Elinternado: La llegada

1 – Un mal encuentro

Mi padre había pensado siempre que su hijo debería estudiar en una Universidad de élite. Debería ser una persona sobresaliente entre todas las demás. Sin embargo, a mí, tener que dejar a mis amigos y vivir encerrado en un sitio desconocido, con gente desconocida, no me hacía mucha ilusión.

  • Te acostumbrarás pronto – me dijo -. Yo estudié interno bastante más lejos de casa y me alegro hoy.

  • A lo mejor a ti no te ataba nada – contesté -. Yo me dejo aquí toda mi vida.

  • Será así – sentenció -. Tendrás una nueva vida mucho mejor.

No podía decir nada para evitarlo, así que me hice a la idea de que tenía que dejar a mis amigos y encontrar otros. Sin embargo, sabía muy bien que podría encontrar a gente que pensara como yo. El sexo para mí no era nada más especial que el placer de estar a solas con quien más me gustaba. Todos mis amigos lo tenían muy claro… menos yo. ¿Qué iba a hacer en un internado donde tendría que cumplir severas normas y no conocería a nadie así?

El autobús salió temprano y, al poco tiempo, me quedé dormido. Cuando desperté acabábamos de llegar a aquel extraño y lujoso sitio en que tendría que vivir unos cuantos años de mi vida.

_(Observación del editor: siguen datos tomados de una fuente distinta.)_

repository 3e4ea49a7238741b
use std::fs;
use std::path::PathBuf;

use serde::{Deserialize, Serialize};

use videoscribe_core::shared::model_size::ModelSize;

#[derive(Debug, Clone, Copy, PartialEq, Eq, Serialize, Deserialize)]
#[serde(rename_all = "lowercase")]
pub enum Appearance {
    System,
    Dark,
    Light,
}

impl Appearance {
    pub const ALL: &[Appearance] = &[Appearance::System, Appearance::Dark, Appearance::Light];
}

impl std::fmt::Display for Appearance {
    fn fmt(&self, f: &mut std::fmt::Formatter<'_>) -> std::fmt::Result {
        match self {
            Appearance::System => write!(f, "System"),
            Appearance::Dark => write!(f, "Dark"),
            Appearance::Light => write!(f, "Light"),
        }
    }
}

#[derive(Debug, Clone, Serialize, Deserialize)]
pub struct Settings {
    pub model_size: ModelSize,
    pub appearance: Appearance,
    /// Explicit ffmpeg location; None means the system search path.
    #[serde(default)]
    pub ffmpeg_path: Option<PathBuf>,
}

impl Default for Settings {
    fn default() -> Self {
        Self {
            model_size: ModelSize::Medium,
            appearance: Appearance::System,
            ffmpeg_path: None,
        }
    }
}

impl Settings {
    fn config_path() -> Option<PathBuf> {
        dirs::config_dir().map(|d| d.join("VideoScribe").join("settings.json"))
    }

    pub fn load() -> Self {
        Self::config_path()
            .and_then(|path| fs::read_to_string(path).ok())
            .and_then(|json| serde_json::from_str(&json).ok())
            .unwrap_or_default()
    }

    pub fn save(&self) {
        if let Some(path) = Self::config_path() {
            if let Some(parent) = path.parent() {
                let _ = fs::create_dir_all(parent);
            }
            if let Ok(json) = serde_json::to_string_pretty(self) {
                let _ = fs::write(path, json);
            }
        }
    }
}
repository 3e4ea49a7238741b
pub mod audio_track;
pub mod chunker;
pub mod speech_recognizer;
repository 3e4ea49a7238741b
pub mod transcribe_worker;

  • ¡Vamos, chicos! – gritó el conductor -. Id bajando despacio por aquí delante y esperad a que os llamen.

Bajé del autocar tan asustado como todos los que me acompañaban y un chico que parecía muy tímido y que estaba a mi lado, me miró horrorizado.

  • ¿Te pasa algo? – pregunté - ¿Puedo ayudarte?

Dijo que no moviendo la cabeza y mirándome con espanto y, al poco tiempo, comencé a oler algo que me era familiar. Aquel chico estaba más asustado que yo.

  • No digas nada – me acerqué a él -. Sé lo que te ha pasado. No te retires de mí y ven a la habitación que me asignen. Te ayudaré.

  • Me han dicho que mi habitaciones es doble – gimió - ¿Qué voy a hacer ahora?

  • Tomarlo como algo normal. A todos no nos pasa eso que te ha pasado, pero seguro que más de uno está aguantando. No te apures. Todas las habitaciones no son dobles. Me da igual. Vente a la mía aunque tengas compañero. Lo despistaré y arreglaremos ese… problema que tienes.

  • ¡Apesto!

Un hombre muy bien vestido se acercó hasta nosotros y fue leyendo una lista. Los que nombraba tenían que ponerse a un lado. A mi compañero lo separaron de mí. Se fue angustiado y le guiñé un ojo para que se sintiese tranquilo. Hicieron dos grupos. El mío era el más pequeño. Aquel hombre se acercó a nosotros y habló con voz fuerte y severa:

  • Vosotros sois los de las habitaciones individuales. Id pasando y se os darán vuestras cosas y el número de habitación. No quiero a nadie presumiendo. Aquí sois todos iguales. Ya se os darán instrucciones. Las habitaciones han de estar impecables. Se pasará revista diariamente.

Comenzamos a andar y entramos por un pasillo muy largo donde había un mostrador con varios hombres. Entregando nuestros papeles, nos dieron unas bolsas con toallas, sábanas y otros objetos (aparentemente) inútiles. Fui leyendo los carteles que había en las paredes hasta encontrar las escaleras que me llevaban a mi habitación. Esperé allí disimulando. Necesitaba ayudar a aquel chico que se había cagado, literalmente, del susto.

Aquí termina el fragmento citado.